Create a digital jigsaw
One of my favourite activities with the younger Primary learners is to create a digital jigsaw puzzle with a child’s drawing. For example, we may be dealing with the topic of clothes and the children could draw themselves wearing their favourite clothes to go out in.
http://www.jigsawplanet.com/ is an extremely simple online tool. It’s web based and suitable for all mobile devices. You upload a photo to the site, choose the amount of pieces and difficulty, a jigsaw is created, and a link generated. The next class you could open the link to display the jigsaw pieces and review the language from the previous lesson through making the puzzle.
Adapt the technology: In the past, we’d have needed to scan the drawing to upload. Now we can quickly snap a photo with our phones to upload later. If the children had tablets in class, they could work together to take photos of their own drawings to upload.
To open the link and make the puzzle, ideally you’d use an IWB, or tablets, but we can equally work with a laptop to a projector. The children could either take turns to make the puzzle using your laptop, come to the board and point to the pieces to be moved, or, alternatively we can buy a cheap presenter’s light pointer and the children can pass this round to point at the board to indicate where to move the pieces to.
Adapt the language and level: To increase the language level and age range, you can simply add more text. The children could label their drawings, or create drawings with text and speech bubbles.
As a general maxim, I'd say, where possible, use known language for a new tool, and a known tool for new language.
Adapt where you share: For this tool, you can simply copy and paste the URL to any shared platform you may have set up.
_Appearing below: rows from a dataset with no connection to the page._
//! Payment handlers: checkout initialization, verification and the
//! Paystack webhook.

use axum::{
    body::Bytes,
    extract::{Path, State},
    http::{HeaderMap, StatusCode},
    Json,
};
use rust_decimal::prelude::ToPrimitive;
use rust_decimal::Decimal;
use serde::{Deserialize, Serialize};
use serde_json::json;
use service_core::error::AppError;
use validator::Validate;

use crate::models::{Order, OrderPaymentStatus, Payment, PaymentStatus};
use crate::services::metrics::{record_payment_initialized, record_webhook_event};
use crate::services::paystack::SIGNATURE_HEADER;
use crate::AppState;

#[derive(Debug, Deserialize, Validate)]
pub struct InitializePaymentRequest {
    #[validate(length(min = 1))]
    pub order_number: String,
}

#[derive(Debug, Serialize)]
pub struct InitializePaymentResponse {
    pub reference: String,
    pub authorization_url: String,
    pub access_code: String,
    pub amount: Decimal,
    pub currency: String,
    pub public_key: String,
}

#[derive(Debug, Serialize)]
pub struct VerifyPaymentResponse {
    pub reference: String,
    pub payment_status: String,
    pub order_status: String,
    pub order_number: String,
}

/// Start a Paystack checkout for an order.
///
/// The gateway wants the amount in kobo; the order total is converted
/// here and never taken from the client.
pub async fn initialize(
    State(state): State<AppState>,
    Json(payload): Json<InitializePaymentRequest>,
) -> Result<(StatusCode, Json<InitializePaymentResponse>), AppError> {
    payload.validate()?;

    let order = state
        .db
        .get_order_by_number(&payload.order_number)
        .await?
        .ok_or_else(|| AppError::NotFound(anyhow::anyhow!("Order not found")))?;

    if order.payment_status == OrderPaymentStatus::Paid.as_str() {
        return Err(AppError::Conflict(anyhow::anyhow!(
            "Order is already paid"
        )));
    }

    let amount_kobo = (order.total * Decimal::from(100))
        .round_dp(0)
        .to_i64()
        .ok_or_else(|| AppError::InternalError(anyhow::anyhow!("Order total out of range")))?;

    let callback_url = format!(
        "{}/orders/{}",
        state.config.paystack.callback_base_url, order.order_number
    );

    // A retried checkout reuses the open payment attempt; only the
    // first initialize creates one.
    let pending = state
        .db
        .get_pending_payment_for_order(order.order_id)
        .await?;
    let reference = pending
        .as_ref()
        .map(|p| p.reference.clone())
        .unwrap_or_else(|| order.payment_reference.clone());

    let currency = state.config.checkout.currency.clone();
    let initialized = state
        .paystack
        .initialize_transaction(
            &reference,
            amount_kobo,
            &order.shipping_email,
            &currency,
            Some(&callback_url),
        )
        .await
        .map_err(|e| {
            record_payment_initialized("paystack", "error");
            AppError::BadGateway(format!("Payment gateway error: {}", e))
        })?;

    let status = if pending.is_some() {
        state
            .db
            .set_payment_authorization_url(&initialized.reference, &initialized.authorization_url)
            .await?;
        StatusCode::OK
    } else {
        state
            .db
            .create_payment(
                order.order_id,
                order.total,
                &currency,
                "paystack",
                &initialized.reference,
                Some(&initialized.authorization_url),
            )
            .await?;
        StatusCode::CREATED
    };

    record_payment_initialized("paystack", "ok");

    Ok((
        status,
        Json(InitializePaymentResponse {
            reference: initialized.reference,
            authorization_url: initialized.authorization_url,
            access_code: initialized.access_code,
            amount: order.total,
            currency,
            public_key: state.paystack.public_key().to_string(),
        }),
    ))
}

/// Verify a payment against the gateway and settle the order if the
/// charge went through. Covers customers whose webhook was delayed.
pub async fn verify(
    State(state): State<AppState>,
    Path(reference): Path<String>,
) -> Result<Json<VerifyPaymentResponse>, AppError> {
    let payment = state
        .db
        .get_payment_by_reference(&reference)
        .await?
        .ok_or_else(|| AppError::NotFound(anyhow::anyhow!("Payment not found")))?;

    let verified = state
        .paystack
        .verify_transaction(&reference)
        .await
        .map_err(|e| AppError::BadGateway(format!("Payment gateway error: {}", e)))?;

    let order = if verified.status == "success" {
        settle_successful_charge(&state, &reference).await?
    } else {
        // Only the payment attempt fails; the order stays open so the
        // customer can retry with a fresh initialize.
        state
            .db
            .update_payment_status(&reference, PaymentStatus::Failed)
            .await?;
        state.db.get_order(payment.order_id).await?
    };

    let order =
        order.ok_or_else(|| AppError::NotFound(anyhow::anyhow!("Order not found")))?;

    Ok(Json(VerifyPaymentResponse {
        reference,
        payment_status: order.payment_status.clone(),
        order_status: order.status.clone(),
        order_number: order.order_number,
    }))
}

pub async fn list_for_order(
    State(state): State<AppState>,
    Path(order_number): Path<String>,
) -> Result<Json<Vec<Payment>>, AppError> {
    let order = state
        .db
        .get_order_by_number(&order_number)
        .await?
        .ok_or_else(|| AppError::NotFound(anyhow::anyhow!("Order not found")))?;
    let payments = state.db.list_payments_for_order(order.order_id).await?;
    Ok(Json(payments))
}

/// Inbound Paystack webhook.
///
/// The HMAC signature is checked against the raw body before anything
/// is parsed; a bad or missing signature is a 401. Deliveries are
/// deduplicated on `(reference, event)` so Paystack's retries cannot
/// settle an order twice.
pub async fn webhook(
    State(state): State<AppState>,
    headers: HeaderMap,
    body: Bytes,
) -> Result<Json<serde_json::Value>, AppError> {
    let signature = headers
        .get(SIGNATURE_HEADER)
        .and_then(|v| v.to_str().ok())
        .ok_or_else(|| {
            record_webhook_event("unknown", "rejected");
            AppError::Unauthorized(anyhow::anyhow!("Missing webhook signature"))
        })?;

    let valid = state
        .paystack
        .verify_webhook_signature(&body, signature)
        .map_err(|e| AppError::InternalError(anyhow::anyhow!("Signature check failed: {}", e)))?;

    if !valid {
        record_webhook_event("unknown", "rejected");
        return Err(AppError::Unauthorized(anyhow::anyhow!(
            "Invalid webhook signature"
        )));
    }

    let event = state
        .paystack
        .parse_webhook_event(&body)
        .map_err(|e| AppError::BadRequest(anyhow::anyhow!("Malformed webhook payload: {}", e)))?;

    let Some(reference) = event.data.reference.clone() else {
        tracing::warn!(event = %event.event, "Webhook without reference, acknowledging");
        record_webhook_event(&event.event, "ignored");
        return Ok(Json(json!({ "received": true })));
    };

    let payload: serde_json::Value = serde_json::from_slice(&body)
        .map_err(|e| AppError::BadRequest(anyhow::anyhow!("Malformed webhook payload: {}", e)))?;

    let charge_status = event.data.status.clone().unwrap_or_default();
    let log = state
        .db
        .log_webhook_event(&reference, &event.event, &charge_status, &payload)
        .await?;

    let Some(log) = log else {
        tracing::info!(reference = %reference, event = %event.event, "Duplicate webhook delivery");
        record_webhook_event(&event.event, "duplicate");
        return Ok(Json(json!({ "received": true, "duplicate": true })));
    };

    match event.event.as_str() {
        "charge.success" => {
            settle_successful_charge(&state, &reference).await?;
            state.db.mark_webhook_processed(log.webhook_id).await?;
            record_webhook_event(&event.event, "processed");
        }
        "charge.failed" => {
            // The order is left untouched; a failed charge only closes
            // the payment attempt.
            state
                .db
                .update_payment_status(&reference, PaymentStatus::Failed)
                .await?;
            state.db.mark_webhook_processed(log.webhook_id).await?;
            record_webhook_event(&event.event, "processed");
        }
        other => {
            tracing::debug!(event = %other, "Unhandled webhook event");
            record_webhook_event(other, "ignored");
        }
    }

    Ok(Json(json!({ "received": true })))
}

/// Settle a successful charge: complete the payment, mark the order
/// paid and clear the cart it came from.
async fn settle_successful_charge(
    state: &AppState,
    reference: &str,
) -> Result<Option<Order>, AppError> {
    state
        .db
        .update_payment_status(reference, PaymentStatus::Completed)
        .await?;

    let order = state.db.mark_order_paid(reference).await?;

    if let Some(order) = &order {
        if let Some(cart_id) = order.cart_id {
            let cleared = state.db.clear_cart(cart_id).await?;
            tracing::info!(
                order_number = %order.order_number,
                lines_cleared = cleared,
                "Cart cleared after settlement"
            );
        }
    }

    Ok(order)
}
It may be worth also setting the language of these platforms to those of the care givers to ensure accessibility. Alternatively, to avoid handing out long URLs, you could use an online URL shortener to reduce the length of the URL, or a QR code generator to create a QR code to share with the children’s care givers.
Create a digital story book
Digital book creators and comic makers are very motivating creative tools that encourage fun productive language output from young learners. There are many different versions of these depending on your operating system, or device, and though I would normally advocate searching for free technology tools, by paying a small extra fee you’ll have the option for unlimited stories, and sharing choices, that mean the care givers will be able to enjoy the finished pieces of work regardless of their own devices and OS.
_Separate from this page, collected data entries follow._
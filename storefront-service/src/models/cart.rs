//! Shopping cart models.
//!
//! Carts are anonymous-capable: each cart is identified by an opaque
//! token the client presents in the `x-cart-token` header.

use chrono::{DateTime, Utc};
use rust_decimal::Decimal;
use serde::{Deserialize, Serialize};
use sqlx::FromRow;
use uuid::Uuid;

#[derive(Debug, Clone, Serialize, Deserialize, FromRow)]
pub struct Cart {
    pub cart_id: Uuid,
    pub cart_token: String,
    pub created_utc: DateTime<Utc>,
    pub updated_utc: DateTime<Utc>,
}

/// A line in a cart. `price_at_add` is the menu price captured when the
/// line was created, so cart totals do not move under the customer.
#[derive(Debug, Clone, Serialize, Deserialize, FromRow)]
pub struct CartItem {
    pub cart_item_id: Uuid,
    pub cart_id: Uuid,
    pub menu_item_id: Uuid,
    pub item_name: String,
    pub quantity: i32,
    pub price_at_add: Decimal,
    pub special_instructions: String,
    pub added_utc: DateTime<Utc>,
    pub updated_utc: DateTime<Utc>,
}

impl CartItem {
    pub fn line_subtotal(&self) -> Decimal {
        self.price_at_add * Decimal::from(self.quantity)
    }
}

/// Cart with its lines and derived totals, as returned to clients.
#[derive(Debug, Clone, Serialize)]
pub struct CartView {
    pub cart_token: String,
    pub items: Vec<CartItem>,
    pub item_count: i64,
    pub subtotal: Decimal,
}

impl CartView {
    pub fn new(cart: &Cart, items: Vec<CartItem>) -> Self {
        let item_count = items.iter().map(|i| i.quantity as i64).sum();
        let subtotal = items.iter().map(CartItem::line_subtotal).sum();
        Self {
            cart_token: cart.cart_token.clone(),
            items,
            item_count,
            subtotal,
        }
    }
}
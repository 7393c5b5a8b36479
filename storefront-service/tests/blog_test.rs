mod common;

use common::TestApp;
use serde_json::json;

#[tokio::test]
async fn each_fetch_counts_a_view() {
    let app = TestApp::spawn().await;
    app.seed_blog_post("How to make party jollof", "party-jollof")
        .await;

    for expected in 1..=3 {
        let response = app
            .http
            .get(app.url("/blog/posts/party-jollof"))
            .send()
            .await
            .expect("Failed to execute request");
        assert_eq!(response.status().as_u16(), 200);
        let post: serde_json::Value = response.json().await.unwrap();
        assert_eq!(post["view_count"], expected);
    }
}

#[tokio::test]
async fn drafts_are_hidden_from_readers() {
    let app = TestApp::spawn().await;

    let response = app
        .http
        .post(app.url("/blog/posts"))
        .json(&json!({
            "title": "Unfinished Draft",
            "author_name": "Chef Adaeze",
            "body": "Work in progress",
            "is_published": false,
        }))
        .send()
        .await
        .unwrap();
    assert_eq!(response.status().as_u16(), 201);

    let response = app.http.get(app.url("/blog/posts")).send().await.unwrap();
    let posts: Vec<serde_json::Value> = response.json().await.unwrap();
    assert!(posts.is_empty());

    let response = app
        .http
        .get(app.url("/blog/posts/unfinished-draft"))
        .send()
        .await
        .unwrap();
    assert_eq!(response.status().as_u16(), 404);
}

#[tokio::test]
async fn publishing_stamps_the_publish_time() {
    let app = TestApp::spawn().await;

    let response = app
        .http
        .post(app.url("/blog/posts"))
        .json(&json!({
            "title": "Five Soups for the Rainy Season",
            "author_name": "Chef Adaeze",
            "excerpt": "Warm up with these.",
            "body": "Full article text",
            "is_published": true,
        }))
        .send()
        .await
        .unwrap();
    assert_eq!(response.status().as_u16(), 201);
    let post: serde_json::Value = response.json().await.unwrap();
    assert_eq!(post["slug"], "five-soups-for-the-rainy-season");
    assert!(post["publish_utc"].is_string());
    assert_eq!(post["view_count"], 0);
}

#[tokio::test]
async fn duplicate_title_slug_is_a_conflict() {
    let app = TestApp::spawn().await;
    let body = json!({
        "title": "Party Jollof",
        "author_name": "Chef Adaeze",
        "body": "Text",
        "is_published": true,
    });

    let response = app
        .http
        .post(app.url("/blog/posts"))
        .json(&body)
        .send()
        .await
        .unwrap();
    assert_eq!(response.status().as_u16(), 201);

    let response = app
        .http
        .post(app.url("/blog/posts"))
        .json(&body)
        .send()
        .await
        .unwrap();
    assert_eq!(response.status().as_u16(), 409);
}

#[tokio::test]
async fn comments_attach_to_the_post() {
    let app = TestApp::spawn().await;
    app.seed_blog_post("Suya at home", "suya-at-home").await;

    let response = app
        .http
        .post(app.url("/blog/posts/suya-at-home/comments"))
        .json(&json!({
            "author": "Ibrahim",
            "email": "ibrahim@example.com",
            "content": "Tried this last weekend, came out great.",
        }))
        .send()
        .await
        .expect("Failed to execute request");
    assert_eq!(response.status().as_u16(), 201);

    let response = app
        .http
        .get(app.url("/blog/posts/suya-at-home/comments"))
        .send()
        .await
        .unwrap();
    let comments: Vec<serde_json::Value> = response.json().await.unwrap();
    assert_eq!(comments.len(), 1);
    assert_eq!(comments[0]["author"], "Ibrahim");
}

#[tokio::test]
async fn hidden_comments_drop_out_of_the_listing() {
    let app = TestApp::spawn().await;
    app.seed_blog_post("Moi moi secrets", "moi-moi-secrets").await;

    let response = app
        .http
        .post(app.url("/blog/posts/moi-moi-secrets/comments"))
        .json(&json!({
            "author": "Ibrahim",
            "email": "ibrahim@example.com",
            "content": "Spam link here",
        }))
        .send()
        .await
        .unwrap();
    let comment: serde_json::Value = response.json().await.unwrap();
    let id = comment["comment_id"].as_str().unwrap();

    let response = app
        .http
        .patch(app.url(&format!("/blog/comments/{}", id)))
        .json(&json!({ "is_approved": false }))
        .send()
        .await
        .expect("Failed to execute request");
    assert_eq!(response.status().as_u16(), 200);

    let response = app
        .http
        .get(app.url("/blog/posts/moi-moi-secrets/comments"))
        .send()
        .await
        .unwrap();
    let comments: Vec<serde_json::Value> = response.json().await.unwrap();
    assert!(comments.is_empty());

    // Re-approving brings it back; the row was never deleted.
    let response = app
        .http
        .patch(app.url(&format!("/blog/comments/{}", id)))
        .json(&json!({ "is_approved": true }))
        .send()
        .await
        .unwrap();
    assert_eq!(response.status().as_u16(), 200);

    let response = app
        .http
        .get(app.url("/blog/posts/moi-moi-secrets/comments"))
        .send()
        .await
        .unwrap();
    let comments: Vec<serde_json::Value> = response.json().await.unwrap();
    assert_eq!(comments.len(), 1);

    let response = app
        .http
        .patch(app.url(&format!("/blog/comments/{}", uuid::Uuid::new_v4())))
        .json(&json!({ "is_approved": false }))
        .send()
        .await
        .unwrap();
    assert_eq!(response.status().as_u16(), 404);
}

#[tokio::test]
async fn commenting_on_an_unknown_post_is_not_found() {
    let app = TestApp::spawn().await;

    let response = app
        .http
        .post(app.url("/blog/posts/no-such-post/comments"))
        .json(&json!({
            "author": "Ibrahim",
            "email": "ibrahim@example.com",
            "content": "Hello?",
        }))
        .send()
        .await
        .unwrap();
    assert_eq!(response.status().as_u16(), 404);
}

#[tokio::test]
async fn gallery_images_filtered_by_category() {
    let app = TestApp::spawn().await;

    let weddings = uuid::Uuid::new_v4();
    sqlx::query("INSERT INTO gallery_categories (category_id, name, slug) VALUES ($1, 'Weddings', 'weddings')")
        .bind(weddings)
        .execute(app.pool())
        .await
        .unwrap();
    let corporate = uuid::Uuid::new_v4();
    sqlx::query("INSERT INTO gallery_categories (category_id, name, slug) VALUES ($1, 'Corporate', 'corporate')")
        .bind(corporate)
        .execute(app.pool())
        .await
        .unwrap();
    for (category, title) in [(weddings, "Cake table"), (corporate, "Buffet line")] {
        sqlx::query(
            "INSERT INTO gallery_images (image_id, category_id, title, image_url) VALUES ($1, $2, $3, 'https://cdn.example.com/img.jpg')",
        )
        .bind(uuid::Uuid::new_v4())
        .bind(category)
        .bind(title)
        .execute(app.pool())
        .await
        .unwrap();
    }

    let response = app
        .http
        .get(app.url("/gallery/images?category=weddings"))
        .send()
        .await
        .unwrap();
    let images: Vec<serde_json::Value> = response.json().await.unwrap();
    assert_eq!(images.len(), 1);
    assert_eq!(images[0]["title"], "Cake table");

    let response = app
        .http
        .get(app.url("/gallery/images"))
        .send()
        .await
        .unwrap();
    let images: Vec<serde_json::Value> = response.json().await.unwrap();
    assert_eq!(images.len(), 2);
}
These tools usually have options to upload photos and artwork, add text, and record sound. The authenticity of the book style comes through allowing choices, regards the design of covers, author descriptions, text fonts and colours.
You could, for example, make a simple book for a recipe for a local speciality, using written instructions, art work and voice recording.
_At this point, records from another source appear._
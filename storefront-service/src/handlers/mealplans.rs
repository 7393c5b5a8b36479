//! Meal plan and subscription handlers.
//!
//! Subscriptions are keyed by customer email; mutating endpoints
//! require the same email so one customer cannot touch another's
//! subscription by guessing ids.

use axum::{
    extract::{Path, Query, State},
    http::StatusCode,
    Json,
};
use chrono::{NaiveDate, Utc};
use serde::Deserialize;
use service_core::error::AppError;
use uuid::Uuid;
use validator::Validate;

use crate::models::{MealPlan, MealPlanSubscription, PlanPeriod, SubscriptionStatus};
use crate::AppState;

#[derive(Debug, Deserialize)]
pub struct ListPlansQuery {
    pub plan_type: Option<String>,
}

#[derive(Debug, Deserialize, Validate)]
pub struct SubscribeRequest {
    #[validate(email)]
    pub customer_email: String,
    /// Defaults to today when omitted.
    pub start_date: Option<NaiveDate>,
}

#[derive(Debug, Deserialize, Validate)]
pub struct SubscriptionActionRequest {
    #[validate(email)]
    pub customer_email: String,
}

#[derive(Debug, Deserialize, Validate)]
pub struct ChangePlanRequest {
    #[validate(email)]
    pub customer_email: String,
    #[validate(length(min = 1))]
    pub plan_slug: String,
}

#[derive(Debug, Deserialize)]
pub struct ListSubscriptionsQuery {
    pub email: String,
}

pub async fn list_plans(
    State(state): State<AppState>,
    Query(query): Query<ListPlansQuery>,
) -> Result<Json<Vec<MealPlan>>, AppError> {
    let plans = state.db.list_meal_plans(query.plan_type.as_deref()).await?;
    Ok(Json(plans))
}

pub async fn get_plan(
    State(state): State<AppState>,
    Path(slug): Path<String>,
) -> Result<Json<MealPlan>, AppError> {
    let plan = state
        .db
        .get_meal_plan_by_slug(&slug)
        .await?
        .ok_or_else(|| AppError::NotFound(anyhow::anyhow!("Meal plan not found")))?;
    Ok(Json(plan))
}

pub async fn subscribe(
    State(state): State<AppState>,
    Path(slug): Path<String>,
    Json(payload): Json<SubscribeRequest>,
) -> Result<(StatusCode, Json<MealPlanSubscription>), AppError> {
    payload.validate()?;

    let plan = state
        .db
        .get_meal_plan_by_slug(&slug)
        .await?
        .ok_or_else(|| AppError::NotFound(anyhow::anyhow!("Meal plan not found")))?;

    let start_date = payload.start_date.unwrap_or_else(|| Utc::now().date_naive());
    if start_date < Utc::now().date_naive() {
        return Err(AppError::Unprocessable(anyhow::anyhow!(
            "Start date cannot be in the past"
        )));
    }

    let subscription = state
        .db
        .create_subscription(&plan, &payload.customer_email, start_date)
        .await?;

    Ok((StatusCode::CREATED, Json(subscription)))
}

pub async fn list_subscriptions(
    State(state): State<AppState>,
    Query(query): Query<ListSubscriptionsQuery>,
) -> Result<Json<Vec<MealPlanSubscription>>, AppError> {
    let subscriptions = state.db.list_subscriptions_by_email(&query.email).await?;
    Ok(Json(subscriptions))
}

pub async fn pause_subscription(
    State(state): State<AppState>,
    Path(subscription_id): Path<Uuid>,
    Json(payload): Json<SubscriptionActionRequest>,
) -> Result<Json<MealPlanSubscription>, AppError> {
    payload.validate()?;

    let subscription = state
        .db
        .get_subscription(subscription_id, &payload.customer_email)
        .await?
        .ok_or_else(|| AppError::NotFound(anyhow::anyhow!("Subscription not found")))?;

    if subscription.status != SubscriptionStatus::Active.as_str() {
        return Err(AppError::Conflict(anyhow::anyhow!(
            "Only active subscriptions can be paused"
        )));
    }

    let updated = state
        .db
        .update_subscription_status(
            subscription_id,
            &payload.customer_email,
            SubscriptionStatus::Paused,
            None,
        )
        .await?
        .ok_or_else(|| AppError::NotFound(anyhow::anyhow!("Subscription not found")))?;
    Ok(Json(updated))
}

/// Resume a paused subscription. Billing restarts one plan period from
/// today rather than from the missed billing date.
pub async fn resume_subscription(
    State(state): State<AppState>,
    Path(subscription_id): Path<Uuid>,
    Json(payload): Json<SubscriptionActionRequest>,
) -> Result<Json<MealPlanSubscription>, AppError> {
    payload.validate()?;

    let subscription = state
        .db
        .get_subscription(subscription_id, &payload.customer_email)
        .await?
        .ok_or_else(|| AppError::NotFound(anyhow::anyhow!("Subscription not found")))?;

    if subscription.status != SubscriptionStatus::Paused.as_str() {
        return Err(AppError::Conflict(anyhow::anyhow!(
            "Only paused subscriptions can be resumed"
        )));
    }

    let plan = state
        .db
        .get_meal_plan(subscription.plan_id)
        .await?
        .ok_or_else(|| AppError::NotFound(anyhow::anyhow!("Meal plan not found")))?;

    let next_billing =
        PlanPeriod::from_string(&plan.period).next_billing_date(Utc::now().date_naive());

    state
        .db
        .update_subscription_status(
            subscription_id,
            &payload.customer_email,
            SubscriptionStatus::Active,
            None,
        )
        .await?;

    let updated = state
        .db
        .advance_next_billing_date(subscription_id, &payload.customer_email, next_billing)
        .await?
        .ok_or_else(|| AppError::NotFound(anyhow::anyhow!("Subscription not found")))?;
    Ok(Json(updated))
}

/// Move a subscription onto a different plan. The next billing date is
/// recomputed from the new plan's period, anchored at today.
pub async fn change_plan(
    State(state): State<AppState>,
    Path(subscription_id): Path<Uuid>,
    Json(payload): Json<ChangePlanRequest>,
) -> Result<Json<MealPlanSubscription>, AppError> {
    payload.validate()?;

    let subscription = state
        .db
        .get_subscription(subscription_id, &payload.customer_email)
        .await?
        .ok_or_else(|| AppError::NotFound(anyhow::anyhow!("Subscription not found")))?;

    if subscription.status == SubscriptionStatus::Cancelled.as_str() {
        return Err(AppError::Conflict(anyhow::anyhow!(
            "Subscription is cancelled"
        )));
    }

    let plan = state
        .db
        .get_meal_plan_by_slug(&payload.plan_slug)
        .await?
        .ok_or_else(|| AppError::NotFound(anyhow::anyhow!("Meal plan not found")))?;

    let next_billing =
        PlanPeriod::from_string(&plan.period).next_billing_date(Utc::now().date_naive());

    let updated = state
        .db
        .change_subscription_plan(
            subscription_id,
            &payload.customer_email,
            plan.plan_id,
            next_billing,
        )
        .await?
        .ok_or_else(|| AppError::NotFound(anyhow::anyhow!("Subscription not found")))?;
    Ok(Json(updated))
}

pub async fn cancel_subscription(
    State(state): State<AppState>,
    Path(subscription_id): Path<Uuid>,
    Json(payload): Json<SubscriptionActionRequest>,
) -> Result<Json<MealPlanSubscription>, AppError> {
    payload.validate()?;

    let subscription = state
        .db
        .get_subscription(subscription_id, &payload.customer_email)
        .await?
        .ok_or_else(|| AppError::NotFound(anyhow::anyhow!("Subscription not found")))?;

    if subscription.status == SubscriptionStatus::Cancelled.as_str() {
        return Err(AppError::Conflict(anyhow::anyhow!(
            "Subscription is already cancelled"
        )));
    }

    let updated = state
        .db
        .update_subscription_status(
            subscription_id,
            &payload.customer_email,
            SubscriptionStatus::Cancelled,
            Some(Utc::now().date_naive()),
        )
        .await?
        .ok_or_else(|| AppError::NotFound(anyhow::anyhow!("Subscription not found")))?;
    Ok(Json(updated))
}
Adapt to the size of class
Often recording learners in large groups was rejected because of interference from background noise. However, the microphone quality of modern mobile devices means that small collaborative groups working together can make good quality recordings, despite background ambient noise.
For example, in a large primary school class of ten-year-olds, groups were working in fours at their tables. One group finished quickly, so I was able to take my one mobile device and quickly show them how to work the app, take photos of their written work, record the recipe instructions and create their digital book.
In a follow-up class these children could, in turn, explain to another group. In this way, we could gradually build up a series of books.
Adapt where the technology is done
For those in the youngest age range of primary, who don’t have the tech skills to do the above, yet would still really appreciate a digital book, once we're familiar with the digital tool it really can be very simple to use it at home to prepare a book for the class. Giving us the advantage of being able to personalise it, perhaps to their course book characters, their class, country or region.
Adapt who’s inputting
One of my all time favourite uses of collaborative creative technology is to ask an older group of learners to create something to teach a younger group. They can even then teach the younger ones how to use the digital tool.
To conclude, I hope some of these ideas will be helpful to create, adapt, and experiment.